London Saints

West Brom Home Won 1 – 0

The latest attempt to make the Southampton attack more potent involved swapping Davis for Redmond and moving Tadić to what used to be called an inside forward position. That meant an narrower style, but there’s no problem with that as the team already top the charts in terms of crosses, despite not having the players to take advantage. Against West Brom a new ploy emerged with the players trying to find crucial space by exchanging short passes around the edge of the box. There seemed to be mixed views about how effective that was, and a wonky kick off time gave me a chance to hear a similar spread of opinions from further afield on the way home via local radio: some content, others still to be convinced.

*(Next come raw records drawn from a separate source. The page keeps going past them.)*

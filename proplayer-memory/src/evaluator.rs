//! Filter and ordering evaluation for in-memory queries.
//!
//! Filters are string equality only. A multi-valued property matches when any of its
//! values matches. Ordering follows the usual property-store rules: an entity without
//! the sort property is left out of a sorted query, ascending order compares the
//! smallest value of a repeated property and descending order the largest.

use proplayer_core::{
    property::{Entity, PropertyValue},
    query::{EqFilter, Sort, SortDirection},
};

pub(crate) struct EntityEvaluator<'a> {
    entity: &'a Entity,
}

impl<'a> EntityEvaluator<'a> {
    pub fn new(entity: &'a Entity) -> Self {
        Self { entity }
    }

    /// True when every filter matches (logical AND). No filters match everything.
    pub fn matches_all(&self, filters: &[EqFilter]) -> bool {
        filters.iter().all(|filter| self.matches(filter))
    }

    fn matches(&self, filter: &EqFilter) -> bool {
        Self::values(self.entity, &filter.field)
            .any(|value| value.as_str() == Some(filter.value.as_str()))
    }

    /// The value this entity sorts by, or `None` if it lacks the property.
    pub fn sort_value(&self, sort: &Sort) -> Option<&'a PropertyValue> {
        let values = Self::values(self.entity, &sort.field);

        match sort.direction {
            SortDirection::Asc => values.min_by(|a, b| a.sort_cmp(b)),
            SortDirection::Desc => values.max_by(|a, b| a.sort_cmp(b)),
        }
    }

    fn values<'n>(entity: &'a Entity, name: &'n str) -> impl Iterator<Item = &'a PropertyValue> {
        entity
            .properties
            .iter()
            .filter(move |p| p.name == name)
            .map(|p| &p.value)
    }

    /// Filters and orders entities for a query.
    ///
    /// Without a sort the input order is kept. With a sort, ties break on ascending id.
    pub fn select(entities: impl IntoIterator<Item = &'a Entity>, filters: &[EqFilter], sort: Option<&Sort>) -> Vec<Entity> {
        let matching = entities
            .into_iter()
            .filter(|entity| EntityEvaluator::new(entity).matches_all(filters));

        let Some(sort) = sort else {
            return matching.cloned().collect();
        };

        let mut keyed = matching
            .filter_map(|entity| {
                EntityEvaluator::new(entity)
                    .sort_value(sort)
                    .map(|value| (value, entity))
            })
            .collect::<Vec<_>>();

        keyed.sort_by(|(left, a), (right, b)| {
            let by_value = match sort.direction {
                SortDirection::Asc => left.sort_cmp(right),
                SortDirection::Desc => right.sort_cmp(left),
            };
            by_value.then_with(|| a.id.cmp(&b.id))
        });

        keyed
            .into_iter()
            .map(|(_, entity)| entity.clone())
            .collect()
    }
}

The evidence either way is mixed: 20 shots, with six on target is good, but a Bertrand free kick that hit the bar was the only first half effort that you really thought was going in. Then what do we make of the second half? Radio Solent’s correspondents couldn’t make up their minds whether the performance was better before or after the break; we did fashion a very good chance for Tadić, foiled by some excellent goalkeeping, but then let Rodriguez have (and squander) the best opportunity of the game before a succession of handling errors by Forster threatened to gift the points to distinctly unadventurous opponents. Oh yes, we also had a goal! And what a goal!! Back on the radio, people were calling it worthy of Matt LeTiss, but Mattie never had any intention of running as far as substitute Boufal did just to score. Those with long memories will instead go back to a 1971 match against Coventry City and a moment described thus in the definitive history of the club, In That Number: “Channon started his run ten yards inside his own half and left four defenders in his wake before cracking in a shot from 12 yards; a glorious goal that lit up a mundane game.” It might have been written not about Micky but Boufal’s finest hour (to date) and if anything underplays the distance covered and players beaten by Boufal as he seemed to take out three with just one swivel,.. but the last bit remained very true. Saints had nine minutes, including added time, to run the clock down, which they did comfortably as injury reduced the visitors to ten men.

LSSC Man of the Match: Mario Lemina. On the radio (again) Dave Merrington seemed to compare him with Shane Long, which seemed particularly bizarre.